Competing to be the best value big airport for passengers are Fort Lauderdale, Las Vegas and Orlando, all of which are significant leisure destinations where lower fares are likely to stimulate traffic more than in other markets. These three airports all have average fares around 12% lower than the national average, followed by Denver, where Southwest’s growing network combined with Frontier’s operation has kept fares down.
Cincinnati getting cheaper but still expensive; Milwaukee fares falling
Just three years ago (2007 Q1) Cincinnati registered a fare premium of 90%, making it by far the country’s most expensive airport for passengers. Since then things have improved but the airport is still the most expensive in this category, for airports handling between 500,000 and two million departing passengers in the first quarter of 2010. Memphis, which used to be a Northwest hub (now Delta), is almost as expensive with Clevelend (another Continental hub), Washington Dulles (a United hub) and Charlotte (a US Airways hub) vying for third place.

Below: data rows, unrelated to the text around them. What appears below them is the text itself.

//! Incremental output generation.
//!
//! This module provides the main entry points for turning the route table into
//! files in the public directory. It handles:
//! - Stale output cleanup (cached outputs that no route produces anymore)
//! - Hash-gated writes, skipping outputs whose content did not change
//! - Bounded parallel execution with fail-fast or best-effort error handling
//! - A watch loop that regenerates single files on route changes

pub mod lock;
pub mod materialize;
pub mod scheduler;
pub mod types;
mod watch;

use std::collections::HashSet;
use std::path::PathBuf;
use std::sync::{Arc, Mutex, PoisonError};
use std::time::Instant;

use tokio::fs;
use tracing::{debug, error, info};

use crate::cache::MetadataStore;
use crate::consts::PUBLIC_CACHE_PREFIX;
use crate::deploy::{DeployError, Deployer};
use crate::route::RouteTable;

pub use lock::{LockSet, PathLock};
pub use materialize::{Materializer, cache_id};
pub use scheduler::run_tasks;
pub use types::{
  Concurrency, ErrorPolicy, FileOutcome, GenerateError, GenerateOptions, GenerateSummary, ParseConcurrencyError, Phase,
};

/// One unit of work in a build round.
#[derive(Debug, Clone, PartialEq, Eq)]
pub enum Task {
  Generate(String),
  Delete(String),
}

impl Task {
  pub fn path(&self) -> &str {
    match self {
      Task::Generate(path) | Task::Delete(path) => path,
    }
  }
}

/// Told about every output that ends up matching its route.
pub trait BuildObserver: Send + Sync {
  /// `path` was written, found unchanged, or skipped as up to date.
  fn output_settled(&self, path: &str);
}

/// Drives builds for one set of options.
pub struct Generator {
  options: GenerateOptions,
  materializer: Materializer,
  deployer: Option<Arc<dyn Deployer>>,
  observer: Option<Arc<dyn BuildObserver>>,
  start: Mutex<Instant>,
  phase: Mutex<Phase>,
}

impl Generator {
  pub fn new(
    public_dir: impl Into<PathBuf>,
    routes: Arc<dyn RouteTable>,
    cache: Arc<dyn MetadataStore>,
    options: GenerateOptions,
  ) -> Self {
    let materializer = Materializer::new(public_dir, routes, cache, options.bail);
    Self {
      options,
      materializer,
      deployer: None,
      observer: None,
      start: Mutex::new(Instant::now()),
      phase: Mutex::new(Phase::Idle),
    }
  }

  pub fn with_deployer(mut self, deployer: Arc<dyn Deployer>) -> Self {
    self.deployer = Some(deployer);
    self
  }

  pub fn with_observer(mut self, observer: Arc<dyn BuildObserver>) -> Self {
    self.observer = Some(observer);
    self
  }

  pub fn options(&self) -> &GenerateOptions {
    &self.options
  }

  pub fn materializer(&self) -> &Materializer {
    &self.materializer
  }

  pub fn phase(&self) -> Phase {
    *self.phase.lock().unwrap_or_else(PoisonError::into_inner)
  }

  fn set_phase(&self, phase: Phase) {
    debug!(phase = ?phase, "generator phase");
    *self.phase.lock().unwrap_or_else(PoisonError::into_inner) = phase;
  }

  /// Restart the build timer and return the time since it last started.
  fn restart_timer(&self) -> std::time::Duration {
    let mut start = self.start.lock().unwrap_or_else(PoisonError::into_inner);
    let elapsed = start.elapsed();
    *start = Instant::now();
    elapsed
  }

  /// Run one build, then either watch for changes or deploy.
  ///
  /// In watch mode this only returns once the route table stops sending
  /// events.
  pub async fn run(self: &Arc<Self>) -> Result<GenerateSummary, GenerateError> {
    let summary = self.first_generate().await?;

    if self.options.watch {
      let events = self.materializer.routes().subscribe();
      self.watch(events).await;
      self.set_phase(Phase::Idle);
      return Ok(summary);
    }

    if self.options.deploy {
      self.deploy().await?;
    }

    Ok(summary)
  }

  /// Hand off to the configured deployer.
  pub async fn deploy(&self) -> Result<(), GenerateError> {
    let deployer = self.deployer.as_ref().ok_or(DeployError::NotConfigured)?;
    deployer.deploy(&self.options).await?;
    Ok(())
  }

  /// Generate every route and delete stale outputs.
  pub async fn first_generate(self: &Arc<Self>) -> Result<GenerateSummary, GenerateError> {
    info!("Files loaded in {:.2?}", self.restart_timer());

    self.set_phase(Phase::Preparing);
    if let Err(e) = self.prepare_public_dir().await {
      self.set_phase(Phase::Idle);
      return Err(e);
    }

    let tasks = self.plan_tasks();
    let paths: Vec<String> = tasks.iter().map(|task| task.path().to_string()).collect();

    self.set_phase(Phase::Running);
    let futures: Vec<_> = tasks
      .into_iter()
      .map(|task| {
        let generator = Arc::clone(self);
        async move { generator.run_task(task).await }
      })
      .collect();

    let results = match run_tasks(futures, self.options.concurrency, ErrorPolicy::from_bail(self.options.bail)).await {
      Ok(results) => results,
      Err(e) => {
        error!(error = %e, "generation aborted");
        // Keep hashes of whatever was written before the failure
        if let Err(flush_error) = self.materializer.cache().flush() {
          error!(error = %flush_error, "failed to save cache");
        }
        self.set_phase(Phase::Idle);
        return Err(e);
      }
    };

    self.set_phase(Phase::Reporting);
    let mut summary = GenerateSummary::default();
    for (path, result) in paths.into_iter().zip(results) {
      match result {
        Ok(outcome) => summary.record(path, outcome),
        Err(e) => {
          error!(path = %path, error = %e, "failed to generate");
          summary.failed.push((path, e));
        }
      }
    }

    self.materializer.cache().flush()?;

    summary.elapsed = self.restart_timer();
    info!("{} files generated in {:.2?}", summary.generated(), summary.elapsed);
    debug!(
      unchanged = summary.unchanged,
      skipped = summary.skipped,
      deleted = summary.deleted.len(),
      failed = summary.failed.len(),
      "generation complete"
    );

    self.set_phase(Phase::Idle);
    Ok(summary)
  }

  /// Make sure the public directory exists and is a directory.
  async fn prepare_public_dir(&self) -> Result<(), GenerateError> {
    let public_dir = self.materializer.public_dir();

    match fs::metadata(public_dir).await {
      Ok(meta) if meta.is_dir() => Ok(()),
      Ok(_) => Err(GenerateError::NotADirectory(public_dir.to_path_buf())),
      Err(e) if e.kind() == std::io::ErrorKind::NotFound => {
        debug!(path = %public_dir.display(), "creating public directory");
        fs::create_dir_all(public_dir)
          .await
          .map_err(|source| GenerateError::PublicDir {
            path: public_dir.to_path_buf(),
            source,
          })
      }
      Err(source) => Err(GenerateError::PublicDir {
        path: public_dir.to_path_buf(),
        source,
      }),
    }
  }

  /// Deletions for stale cached outputs followed by one generation per route.
  pub fn plan_tasks(&self) -> Vec<Task> {
    let route_list = self.materializer.routes().list();
    let live: HashSet<&str> = route_list.iter().map(String::as_str).collect();

    let stale: Vec<String> = self
      .materializer
      .cache()
      .filter(&|record| record.id.starts_with(PUBLIC_CACHE_PREFIX))
      .into_iter()
      .filter_map(|record| record.id.strip_prefix(PUBLIC_CACHE_PREFIX).map(str::to_string))
      .filter(|path| !live.contains(path.as_str()))
      .collect();

    debug!(routes = route_list.len(), stale = stale.len(), "planned tasks");

    stale
      .into_iter()
      .map(Task::Delete)
      .chain(route_list.iter().cloned().map(Task::Generate))
      .collect()
  }

  async fn run_task(&self, task: Task) -> Result<FileOutcome, GenerateError> {
    match task {
      Task::Generate(path) => self.generate_file(&path).await,
      Task::Delete(path) => self.delete_file(&path).await,
    }
  }

  /// Decide whether `path` needs writing and write it if so.
  ///
  /// Without `force`, a missing output is always written, an existing output
  /// is only re-hashed when its route reports a modified source, and is
  /// skipped otherwise. The observer hears about the path unless it failed
  /// or was busy.
  pub async fn generate_file(&self, path: &str) -> Result<FileOutcome, GenerateError> {
    let outcome = self.build_file(path).await?;

    if outcome != FileOutcome::Busy
      && let Some(observer) = &self.observer
    {
      observer.output_settled(path);
    }
    Ok(outcome)
  }

  async fn build_file(&self, path: &str) -> Result<FileOutcome, GenerateError> {
    let Some(_lock) = self.materializer.locks().try_acquire(path) else {
      debug!(path = %path, "already in flight, skipping");
      return Ok(FileOutcome::Busy);
    };

    if self.options.force {
      return self.materializer.write_file(path, true).await;
    }

    let dest = self.materializer.dest(path);
    if !fs::try_exists(&dest).await.unwrap_or(false) {
      return self.materializer.write_file(path, true).await;
    }

    if self.materializer.routes().is_modified(path) {
      return self.materializer.write_file(path, false).await;
    }

    debug!(path = %path, "output exists and source unmodified");
    Ok(FileOutcome::Skipped)
  }

  /// Delete the output for `path`.
  pub async fn delete_file(&self, path: &str) -> Result<FileOutcome, GenerateError> {
    self.materializer.remove(path).await
  }
}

Long Beach is the cheapest in this size category thanks to jetBlue’s major presence and some Allegiant services. Milwaukee, which just three years ago had a fare premium of +1%, has seen average fares fall by more than a quarter as Frontier, AirTran and Southwest (who arrived amid much fanfare last November) are all battling for passenger loyalty.
Florida’s low fares; South Carolina’s extremes
Among smaller airports with between 100,000 and 500,000 departing passengers in 2010 Q1, two Florida airports (St Petersburg and Orlando Sanford) have the cheapest fares along with Bellingham in Washington state, where Allegiant is the leading carrier. Two other leisure destinations, Atlantic City and Myrtle Beach, round out the list of airports with the lowest fares.
While Myrtle Beach in South Carolina has low average fares (ultra-LCC Spirit Airlines has a major presence here), two other airports in the state (Columbia and Charleston) have very high fares. However, topping the table, and thus earning the dubious distinction of being the most expensive airport in the US for domestic flights is Huntsville International Airport (HSV) in Alabama where average fares are almost 40% above the national average. In 2009 the airport handled just under 1.2 million passengers. A total of 12 destinations are currently served from the airport with all five US legacy airlines present. However, during the second quarter of 2010 AirTran launched two routes to Baltimore/Washington and Orlando, which may help bring down average fares, if only slightly. Obviously aware of its reputation, the airport has even set up its own petitioning website, wewantlowfares.com, for locals who want to demonstrate their support for cheaper flights.